*EXERCISE REQUIREMENTS:* The required answer is the count of lines in the records that contain "impl", with no other text.

*Collected data entries:*

#####

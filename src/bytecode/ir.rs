use crate::lang::node::Number;
use crate::lang::value::Value;
use serde::{Deserialize, Serialize};

/// Operand value reserved for jump targets and scope sizes that have not been
/// backpatched yet.
pub const PLACEHOLDER: u32 = u32::MAX;

/// A compiled Cilly program.
#[derive(Debug, Clone, PartialEq, Serialize, Deserialize)]
pub struct ProgramBc {
    /// Flat instruction stream: opcodes followed by their operand words.
    pub code: Vec<u32>,

    /// Constant pool indexed by `LOAD_CONST` and `CALL_PRIMITIVE`.
    pub constants: Vec<Constant>,

    /// Scope layouts in creation order.
    pub scopes: Vec<ScopeLayout>,

    /// Function table; `functions[id].id == id`.
    pub functions: Vec<FunctionDesc>,
}

impl ProgramBc {
    pub fn new() -> Self {
        Self {
            code: Vec::new(),
            constants: Vec::new(),
            scopes: Vec::new(),
            functions: Vec::new(),
        }
    }

    pub fn function(&self, id: usize) -> Option<&FunctionDesc> {
        self.functions.get(id)
    }
}

impl Default for ProgramBc {
    fn default() -> Self {
        Self::new()
    }
}

/// Constant pool entry.
#[derive(Debug, Clone, PartialEq, Serialize, Deserialize)]
pub enum Constant {
    Int(i64),
    Float(f64),
    Str(String),
}

impl Constant {
    /// Strict equality used to deduplicate the pool: same variant, same
    /// value. `Float` compares by bit pattern so `1.0` and `1` stay distinct
    /// and `NaN` still dedups.
    pub fn same(&self, other: &Constant) -> bool {
        match (self, other) {
            (Constant::Int(a), Constant::Int(b)) => a == b,
            (Constant::Float(a), Constant::Float(b)) => a.to_bits() == b.to_bits(),
            (Constant::Str(a), Constant::Str(b)) => a == b,
            _ => false,
        }
    }

    pub fn to_value(&self) -> Value {
        match self {
            Constant::Int(n) => Value::int(*n),
            Constant::Float(n) => Value::float(*n),
            Constant::Str(s) => Value::str(s),
        }
    }
}

impl From<Number> for Constant {
    fn from(n: Number) -> Self {
        match n {
            Number::Int(i) => Constant::Int(i),
            Number::Float(f) => Constant::Float(f),
        }
    }
}

impl std::fmt::Display for Constant {
    fn fmt(&self, f: &mut std::fmt::Formatter<'_>) -> std::fmt::Result {
        match self {
            Constant::Int(n) => write!(f, "{}", Number::Int(*n)),
            Constant::Float(n) => write!(f, "{}", Number::Float(*n)),
            Constant::Str(s) => write!(f, "{:?}", s),
        }
    }
}

#[derive(Debug, Clone, PartialEq, Serialize, Deserialize)]
pub enum ScopeKind {
    /// A `{ ... }` block, including the program's outermost block.
    Block,
    /// The parameter frame of function `function`.
    Params { function: usize },
}

/// Variable names of one runtime frame, in slot order.
///
/// `start..end` is the code range the frame is live in: from `ENTER_SCOPE`
/// to just past its `LEAVE_SCOPE` for blocks, the whole body for parameters.
#[derive(Debug, Clone, PartialEq, Serialize, Deserialize)]
pub struct ScopeLayout {
    pub kind: ScopeKind,
    pub names: Vec<String>,
    pub start: u32,
    pub end: u32,
}

impl ScopeLayout {
    pub fn contains(&self, addr: usize) -> bool {
        (self.start as usize) <= addr && addr < (self.end as usize)
    }
}

#[derive(Debug, Clone, PartialEq, Serialize, Deserialize)]
pub struct FunctionDesc {
    pub id: usize,
    pub name: String,
    pub params: Vec<String>,
    /// Address of the first instruction of the body.
    pub entry: u32,
    /// Address right after the body's final `RETURN`.
    pub end: u32,
}

impl FunctionDesc {
    pub fn arity(&self) -> usize {
        self.params.len()
    }
}

#[cfg(test)]
mod tests {
    use super::*;

    #[test]
    fn test_constant_strict_equality() {
        assert!(Constant::Int(1).same(&Constant::Int(1)));
        assert!(!Constant::Int(1).same(&Constant::Float(1.0)));
        assert!(Constant::Float(f64::NAN).same(&Constant::Float(f64::NAN)));
        assert!(!Constant::Float(0.0).same(&Constant::Float(-0.0)));
        assert!(!Constant::Str("1".into()).same(&Constant::Int(1)));
    }

    #[test]
    fn test_constant_display() {
        assert_eq!(Constant::Int(7).to_string(), "7");
        assert_eq!(Constant::Float(2.0).to_string(), "2.0");
        assert_eq!(Constant::Str("a b".into()).to_string(), "\"a b\"");
    }

    #[test]
    fn test_constant_to_value() {
        assert_eq!(Constant::Int(3).to_value(), Value::int(3));
        assert_eq!(Constant::Str("x".into()).to_value(), Value::str("x"));
    }
}
/// A parsing error with source location.
///
/// `line` and `col` are 1-based positions coming from the lexer spans. Errors
/// at end of input point at the `Eof` token, which sits right after the last
/// character of the source.
#[derive(Debug, Clone, PartialEq, thiserror::Error)]
#[error("{line}:{col}: {message}")]
pub struct ParseError {
    pub message: String,
    pub line: usize,
    pub col: usize,
}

#####

*RESPONSE AREA:* 7